**Task goal:**
Word for word, restate the lines of the data from the first through the one containing "User business logic", and nothing else.

**Records supplied:**
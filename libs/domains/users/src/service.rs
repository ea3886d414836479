use axum_helpers::PageParams;
use std::sync::Arc;
use validator::Validate;

use crate::error::{UserError, UserResult};
use crate::models::{NewUser, User};
use crate::repository::UserRepository;

/// Service layer for User business logic
#[derive(Clone)]
pub struct UserService<R: UserRepository> {
    repository: Arc<R>,
}

impl<R: UserRepository> UserService<R> {
    pub fn new(repository: R) -> Self {
        Self {
            repository: Arc::new(repository),
        }
    }

    /// Create a user; emails are unique regardless of case
    pub async fn create_user(&self, input: NewUser) -> UserResult<User> {
        input
            .validate()
            .map_err(|e| UserError::Validation(e.to_string()))?;

        if self.repository.exists_by_email(&input.email).await? {
            return Err(UserError::DuplicateEmail(input.email));
        }

        self.repository.create(input).await
    }

    pub async fn get_user(&self, id: i64) -> UserResult<User> {
        self.repository
            .get_by_id(id)
            .await?
            .ok_or(UserError::NotFound(id))
    }

    pub async fn list_users(&self, ids: &[i64], page: PageParams) -> UserResult<Vec<User>> {
        self.repository
            .list(ids, page.offset(), page.limit())
            .await
    }

    pub async fn delete_user(&self, id: i64) -> UserResult<()> {
        if !self.repository.delete(id).await? {
            return Err(UserError::NotFound(id));
        }
        Ok(())
    }
}

#[cfg(test)]
mod tests {
    use super::*;
    use crate::repository::{InMemoryUserRepository, MockUserRepository};

    fn ann() -> NewUser {
        NewUser {
            name: "Ann".into(),
            email: "ann@example.com".into(),
        }
    }

    #[tokio::test]
    async fn test_create_and_get_user() {
        let service = UserService::new(InMemoryUserRepository::new());
        let user = service.create_user(ann()).await.unwrap();
        assert_eq!(service.get_user(user.id).await.unwrap(), user);
    }

    #[tokio::test]
    async fn test_duplicate_email_is_rejected_before_insert() {
        let mut mock = MockUserRepository::new();
        mock.expect_exists_by_email().returning(|_| Ok(true));
        mock.expect_create().never();

        let service = UserService::new(mock);
        assert!(matches!(
            service.create_user(ann()).await,
            Err(UserError::DuplicateEmail(_))
        ));
    }

    #[tokio::test]
    async fn test_invalid_input_fails_validation() {
        let service = UserService::new(InMemoryUserRepository::new());
        let input = NewUser {
            name: "Ann".into(),
            email: "nope".into(),
        };
        assert!(matches!(
            service.create_user(input).await,
            Err(UserError::Validation(_))
        ));
    }

    #[tokio::test]
    async fn test_delete_missing_user() {
        let service = UserService::new(InMemoryUserRepository::new());
        let err = service.delete_user(42).await.unwrap_err();
        assert_eq!(err.to_string(), "User with id=42 was not found");
    }

    #[tokio::test]
    async fn test_list_uses_page_offset() {
        let mut mock = MockUserRepository::new();
        mock.expect_list()
            .withf(|ids, offset, limit| ids.is_empty() && *offset == 10 && *limit == 10)
            .returning(|_, _, _| Ok(vec![]));

        let service = UserService::new(mock);
        let users = service
            .list_users(&[], PageParams::new(15, 10))
            .await
            .unwrap();
        assert!(users.is_empty());
    }
}
//! Categories Domain
//!
//! Every event belongs to exactly one category. Admins manage the list;
//! anyone can browse it. Deleting a category that still has events is refused,
//! which is checked through the [`CategoryUsage`] port implemented by the
//! events domain.
//!
//! ```rust,no_run
//! use std::sync::Arc;
//! use domain_categories::{handlers, CategoryService, InMemoryCategoryRepository, usage::NoCategoryUsage};
//!
//! let service = CategoryService::new(InMemoryCategoryRepository::new(), Arc::new(NoCategoryUsage));
//! let admin = handlers::admin_router(service.clone());   // /admin/categories
//! let public = handlers::public_router(service);         // /categories
//! ```

pub mod entity;
pub mod error;
pub mod handlers;
pub mod models;
pub mod postgres;
pub mod repository;
pub mod service;
pub mod usage;

pub use error::{CategoryError, CategoryResult};
pub use models::{Category, NewCategory, UpdateCategory};
pub use postgres::PgCategoryRepository;
pub use repository::{CategoryRepository, InMemoryCategoryRepository};
pub use service::CategoryService;
pub use usage::CategoryUsage;
use axum_helpers::PageParams;
use chrono::Utc;
use domain_categories::{Category, CategoryRepository};
use domain_users::{User, UserRepository, UserShort};
use std::sync::Arc;
use validator::Validate;

use crate::error::{EventError, EventResult};
use crate::listing::EventAssembler;
use crate::models::{
    AdminEventQuery, AdminStateAction, Event, EventFull, EventShort, EventSort, EventState,
    NewEvent, ParticipationRequest, PublicEventQuery, StatusUpdateRequest, StatusUpdateResult,
    UpdateEventAdminRequest, UpdateEventUserRequest,
};
use crate::moderation::{self, ADMIN_LEAD_HOURS, USER_LEAD_HOURS};
use crate::repository::{EventRepository, RequestRepository};
use crate::search::{self, EventCriteria, EventOrder};
use crate::views::{EVENTS_URI, ViewCounter, ViewWindow, event_uri};

/// Event lifecycle: creation, moderation, listings and the owner's view of
/// participation requests.
#[derive(Clone)]
pub struct EventService {
    events: Arc<dyn EventRepository>,
    requests: Arc<dyn RequestRepository>,
    users: Arc<dyn UserRepository>,
    categories: Arc<dyn CategoryRepository>,
    assembler: EventAssembler,
    views: ViewCounter,
}

impl EventService {
    pub fn new(
        events: Arc<dyn EventRepository>,
        requests: Arc<dyn RequestRepository>,
        users: Arc<dyn UserRepository>,
        categories: Arc<dyn CategoryRepository>,
        views: ViewCounter,
    ) -> Self {
        let assembler = EventAssembler::new(
            Arc::clone(&requests),
            Arc::clone(&users),
            Arc::clone(&categories),
            views.clone(),
        );
        Self {
            events,
            requests,
            users,
            categories,
            assembler,
            views,
        }
    }

    async fn find_user(&self, user_id: i64) -> EventResult<User> {
        self.users
            .get_by_id(user_id)
            .await?
            .ok_or(EventError::user_not_found(user_id))
    }

    async fn find_category(&self, category_id: i64) -> EventResult<Category> {
        self.categories
            .get_by_id(category_id)
            .await?
            .ok_or(EventError::category_not_found(category_id))
    }

    async fn find_event(&self, event_id: i64) -> EventResult<Event> {
        self.events
            .get_by_id(event_id)
            .await?
            .ok_or(EventError::event_not_found(event_id))
    }

    /// Someone else's event looks exactly like a missing one.
    async fn owned_event(&self, user_id: i64, event_id: i64) -> EventResult<Event> {
        self.events
            .get_by_id(event_id)
            .await?
            .filter(|e| e.is_owned_by(user_id))
            .ok_or(EventError::event_not_found(event_id))
    }

    pub async fn add_event(&self, user_id: i64, draft: NewEvent) -> EventResult<EventFull> {
        draft.validate()?;

        let initiator = self.find_user(user_id).await?;
        let category = self.find_category(draft.category).await?;
        let now = Utc::now();
        moderation::check_event_date(draft.event_date, now, USER_LEAD_HOURS)?;

        let event = self
            .events
            .create(Event {
                id: 0,
                annotation: draft.annotation,
                description: draft.description,
                category_id: category.id,
                initiator_id: initiator.id,
                event_date: draft.event_date,
                location: draft.location,
                paid: draft.paid.unwrap_or(false),
                participant_limit: draft.participant_limit.unwrap_or(0),
                request_moderation: draft.request_moderation.unwrap_or(true),
                title: draft.title,
                state: EventState::Pending,
                created_on: now,
                published_on: None,
            })
            .await?;

        Ok(EventFull::new(event, category, UserShort::from(&initiator), 0, 0))
    }

    pub async fn list_user_events(&self, user_id: i64, page: PageParams) -> EventResult<Vec<EventShort>> {
        self.find_user(user_id).await?;

        let events = self
            .events
            .search(&EventCriteria::initiated_by(user_id), page.offset(), page.limit())
            .await?;
        self.assembler.shorts(events, ViewWindow::SinceCreated).await
    }

    pub async fn get_user_event(&self, user_id: i64, event_id: i64) -> EventResult<EventFull> {
        let event = self.owned_event(user_id, event_id).await?;
        self.assembler.full(event).await
    }

    pub async fn update_event_by_user(
        &self,
        user_id: i64,
        event_id: i64,
        patch: UpdateEventUserRequest,
    ) -> EventResult<EventFull> {
        patch.validate()?;

        let mut event = self.owned_event(user_id, event_id).await?;
        let state = moderation::user_transition(event.state, patch.state_action)?;
        if let Some(date) = patch.changes.event_date {
            moderation::check_event_date(date, Utc::now(), USER_LEAD_HOURS)?;
        }
        if let Some(category_id) = patch.changes.category {
            self.find_category(category_id).await?;
        }

        let read_state = event.state;
        patch.changes.apply_to(&mut event);
        event.state = state;

        let saved = self.events.save(event, read_state).await?;
        tracing::info!(event_id, user_id, state = %saved.state, "Event updated by initiator");
        self.assembler.full(saved).await
    }

    pub async fn update_event_by_admin(
        &self,
        event_id: i64,
        patch: UpdateEventAdminRequest,
    ) -> EventResult<EventFull> {
        patch.validate()?;

        let mut event = self.find_event(event_id).await?;
        let now = Utc::now();
        if let Some(date) = patch.changes.event_date {
            moderation::check_event_date(date, now, ADMIN_LEAD_HOURS)?;
        }
        if let Some(category_id) = patch.changes.category {
            self.find_category(category_id).await?;
        }
        let state = moderation::admin_transition(event.state, patch.state_action)?;

        let read_state = event.state;
        patch.changes.apply_to(&mut event);
        event.state = state;
        if patch.state_action == Some(AdminStateAction::PublishEvent) {
            event.published_on = Some(now);
        }

        let saved = self.events.save(event, read_state).await?;
        tracing::info!(event_id, state = %saved.state, "Event updated by admin");
        self.assembler.full(saved).await
    }

    pub async fn search_admin_events(
        &self,
        query: AdminEventQuery,
        page: PageParams,
    ) -> EventResult<Vec<EventFull>> {
        let range_start = search::parse_date(query.range_start.as_deref(), "rangeStart")?;
        let range_end = search::parse_date(query.range_end.as_deref(), "rangeEnd")?;
        search::check_range(range_start, range_end)?;

        let criteria = EventCriteria {
            initiators: query.users,
            states: search::parse_states(&query.states)?,
            categories: query.categories,
            range_start,
            range_end,
            ..EventCriteria::default()
        };

        let events = self
            .events
            .search(&criteria, page.offset(), page.limit())
            .await?;
        self.assembler.fulls(events).await
    }

    pub async fn get_public_events(
        &self,
        query: PublicEventQuery,
        page: PageParams,
        client_ip: &str,
    ) -> EventResult<Vec<EventShort>> {
        self.views.record(EVENTS_URI, client_ip);

        let mut range_start = search::parse_date(query.range_start.as_deref(), "rangeStart")?;
        let range_end = search::parse_date(query.range_end.as_deref(), "rangeEnd")?;
        let sort = search::parse_sort(query.sort.as_deref())?;
        if range_start.is_none() && range_end.is_none() {
            range_start = Some(Utc::now());
        }
        search::check_range(range_start, range_end)?;

        let criteria = EventCriteria {
            states: vec![EventState::Published],
            categories: query.categories,
            paid: query.paid,
            range_start,
            range_end,
            order: match sort {
                Some(EventSort::EventDate) => EventOrder::EventDate,
                _ => EventOrder::Id,
            },
            ..EventCriteria::default()
        }
        .with_text(query.text.as_deref());

        let events = self
            .events
            .search(&criteria, page.offset(), page.limit())
            .await?;
        let listing = self.assembler.load(&events, ViewWindow::SinceCreated).await?;

        let mut shorts = events
            .into_iter()
            .filter(|e| !(query.only_available && e.is_full(listing.confirmed(e.id))))
            .map(|e| listing.short(e))
            .collect::<EventResult<Vec<_>>>()?;

        if sort == Some(EventSort::Views) {
            shorts.sort_by(|a, b| b.views.cmp(&a.views));
        }
        Ok(shorts)
    }

    pub async fn get_public_event(&self, event_id: i64, client_ip: &str) -> EventResult<EventFull> {
        self.views.record(event_uri(event_id), client_ip);

        let event = self
            .events
            .get_by_id(event_id)
            .await?
            .filter(|e| e.state == EventState::Published)
            .ok_or(EventError::event_not_found(event_id))?;
        self.assembler.full(event).await
    }

    pub async fn list_event_requests(
        &self,
        user_id: i64,
        event_id: i64,
    ) -> EventResult<Vec<ParticipationRequest>> {
        self.owned_event(user_id, event_id).await?;
        self.requests.find_by_event(event_id).await
    }

    pub async fn change_request_status(
        &self,
        user_id: i64,
        event_id: i64,
        update: StatusUpdateRequest,
    ) -> EventResult<StatusUpdateResult> {
        update.validate()?;

        self.owned_event(user_id, event_id).await?;
        moderation::check_target(update.status)?;
        self.requests
            .change_statuses(event_id, &update.request_ids, update.status)
            .await
    }
}
pub use sea_orm_migration::prelude::*;

mod m20250301_000000_create_users_and_categories;
mod m20250301_000001_create_events;
mod m20250301_000002_create_participation_requests;
mod m20250301_000003_create_compilations;
mod m20250301_000004_create_comments;
mod m20250310_000000_create_hits;

/// Schema of the main service.
pub struct Migrator;

#[async_trait::async_trait]
impl MigratorTrait for Migrator {
    fn migrations() -> Vec<Box<dyn MigrationTrait>> {
        vec![
            Box::new(m20250301_000000_create_users_and_categories::Migration),
            Box::new(m20250301_000001_create_events::Migration),
            Box::new(m20250301_000002_create_participation_requests::Migration),
            Box::new(m20250301_000003_create_compilations::Migration),
            Box::new(m20250301_000004_create_comments::Migration),
        ]
    }
}

/// Schema of the stats service, which owns its own database.
pub struct StatsMigrator;

#[async_trait::async_trait]
impl MigratorTrait for StatsMigrator {
    fn migrations() -> Vec<Box<dyn MigrationTrait>> {
        vec![Box::new(m20250310_000000_create_hits::Migration)]
    }

    fn migration_table_name() -> DynIden {
        Alias::new("seaql_migrations_stats").into_iden()
    }
}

**Reply to the task:**
filename libs/domains/users/src/service.rs
repository ea3886d414836479
use axum_helpers::PageParams;
use std::sync::Arc;
use validator::Validate;

use crate::error::{UserError, UserResult};
use crate::models::{NewUser, User};
use crate::repository::UserRepository;

/// Service layer for User business logic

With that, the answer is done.